Key points & main takeaways
- Early influence: PTA grew up around broadcast production (his father was a prominent network promo voice) and was drawn to the “behind-the-scenes” technical craft from childhood.
- Writing as practice: PTA loved writing from an early age, learned formatting by copying scripts (e.g., Monty Python Holy Grail), and practiced his stories in multiple formats before settling on the final form (the Dirk Diggler concept evolved over ~10 years into Boogie Nights).
- Experimentation & adaptation: He often tells the same core stories in different ways to find the best form; emergence during shooting/editing is embraced — “surrender” to what appears in dailies.
- Collaboration is central: PTA emphasizes close work with production designers (e.g., Jack Fisk) and composers (e.g., Jonny Greenwood) and values teams who solve practical creative problems.
- Practical production advice: Favor locations where key elements are close together (allows quick reshoots/experimentation). Simplify complex research — “get the children’s book first.”
- Sound & music: Music choices influence his approach; Greenwood’s inventive orchestral choices added crucial texture (detuning, etc.).
- Theatrical experience matters: PTA wants films seen on quality big screens; lamented how many cinemas are in poor condition and how wide-release economics favor blockbusters.
- Streaming/TV caution: He’s wary of stretching modest stories into long-form series and worries that the craft of concise feature storytelling (90–120 minutes) could be undervalued.
- Film preservation: PTA is active in preservation efforts and collaborates with Scorsese’s Film Foundation; he sees preservation as essential to cinema culture.
- Personal notes: He met Maya Rudolph through SNL connections and made a decisive choice to return and build that relationship; anecdotal stories about Adam Sandler and actors’ casting (DiCaprio/Titanic vs. Boogie Nights).
Notable quotes & insights
- “Get the children’s book first” — practical approach to simplifying complex production research.

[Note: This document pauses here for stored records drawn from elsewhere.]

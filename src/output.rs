//! Process-wide output settings.
//!
//! stdout carries only the rewritten document. Everything meant for the
//! user (status lines, warnings, the spinner, logs) goes to stderr.

use std::sync::OnceLock;

static OUTPUT_CONFIG: OnceLock<OutputConfig> = OnceLock::new();

#[derive(Debug, Clone)]
pub struct OutputConfig {
    /// Hide status lines and the spinner. Warnings still show.
    pub quiet: bool,
    /// Print without ANSI styling. Defaults to whether `NO_COLOR` is set.
    pub no_color: bool,
}

impl Default for OutputConfig {
    fn default() -> Self {
        Self {
            quiet: false,
            no_color: std::env::var_os("NO_COLOR").is_some(),
        }
    }
}

/// Sets the output settings. Only the first call has an effect.
pub fn init(config: OutputConfig) {
    let _ = OUTPUT_CONFIG.set(config);
}

fn config() -> &'static OutputConfig {
    OUTPUT_CONFIG.get_or_init(OutputConfig::default)
}

pub fn is_quiet() -> bool {
    config().quiet
}

pub fn is_no_color() -> bool {
    config().no_color
}

/// Prints a status line to stderr unless `--quiet` was given.
#[macro_export]
macro_rules! status {
    ($($arg:tt)*) => {
        if !$crate::output::is_quiet() {
            eprintln!($($arg)*);
        }
    };
}

/// Prints a warning to stderr, quiet or not.
#[macro_export]
macro_rules! warning {
    ($($arg:tt)*) => {
        eprintln!($($arg)*);
    };
}
//! XDG-style path utilities for the credentials store.
//!
//! Paths follow XDG Base Directory conventions on every platform rather
//! than OS-specific locations, so the store is easy to find and remove.

use anyhow::{Context, Result};
use std::path::PathBuf;

/// Environment variable that points the secret store at an explicit file.
pub const CREDENTIALS_ENV: &str = "COMMENTI_CREDENTIALS";

/// Returns the configuration directory for commenti.
///
/// Resolution order:
/// 1. `$XDG_CONFIG_HOME/commenti` if `XDG_CONFIG_HOME` is set
/// 2. `~/.config/commenti` otherwise
pub fn config_dir() -> Result<PathBuf> {
    match std::env::var("XDG_CONFIG_HOME") {
        Ok(xdg) if !xdg.is_empty() => Ok(PathBuf::from(xdg).join("commenti")),
        _ => Ok(home_dir()?.join(".config").join("commenti")),
    }
}

/// Returns the path of the credentials file.
///
/// `$COMMENTI_CREDENTIALS` wins over the config directory.
pub fn credentials_path() -> Result<PathBuf> {
    if let Ok(path) = std::env::var(CREDENTIALS_ENV)
        && !path.is_empty()
    {
        return Ok(PathBuf::from(path));
    }
    Ok(config_dir()?.join("credentials.toml"))
}

fn home_dir() -> Result<PathBuf> {
    dirs::home_dir().context("Failed to determine home directory")
}

#[cfg(test)]
#[allow(clippy::unwrap_used)]
mod tests {
    use super::*;
    use serial_test::serial;

    fn with_env<F: FnOnce()>(key: &str, value: Option<&str>, f: F) {
        let original = std::env::var(key).ok();
        match value {
            Some(v) => unsafe { std::env::set_var(key, v) },
            None => unsafe { std::env::remove_var(key) },
        }

        f();

        match original {
            Some(v) => unsafe { std::env::set_var(key, v) },
            None => unsafe { std::env::remove_var(key) },
        }
    }

    #[test]
    #[serial]
    fn test_config_dir_default() {
        with_env("XDG_CONFIG_HOME", None, || {
            let dir = config_dir().unwrap();
            assert!(dir.ends_with(".config/commenti"));
        });
    }

    #[test]
    #[serial]
    fn test_config_dir_xdg_override() {
        with_env("XDG_CONFIG_HOME", Some("/custom/config"), || {
            assert_eq!(config_dir().unwrap(), PathBuf::from("/custom/config/commenti"));
        });
    }

    #[test]
    #[serial]
    fn test_credentials_path_in_config_dir() {
        with_env(CREDENTIALS_ENV, None, || {
            with_env("XDG_CONFIG_HOME", Some("/custom/config"), || {
                assert_eq!(
                    credentials_path().unwrap(),
                    PathBuf::from("/custom/config/commenti/credentials.toml")
                );
            });
        });
    }

    #[test]
    #[serial]
    fn test_credentials_path_env_override() {
        with_env(CREDENTIALS_ENV, Some("/tmp/secrets.toml"), || {
            assert_eq!(credentials_path().unwrap(), PathBuf::from("/tmp/secrets.toml"));
        });
    }
}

- On editing/shooting: you must “surrender” a bit to what emerges in the process.
- On theatrical exhibition: “There’s probably 30 theaters in this country where it would look great and sound great and the rest are fucking filth.” (emphatic view on exhibition quality)
- On writing: “I get so scared of writing to a theme… I have more like facts — what really happens here?”
- About early Boogie Nights: wrote “The Dirk Diggler Story” at 16–17 as a faux-documentary; that evolution into a feature took about a decade.
Topics discussed
- PTA’s childhood and influence of his father (network promo voice)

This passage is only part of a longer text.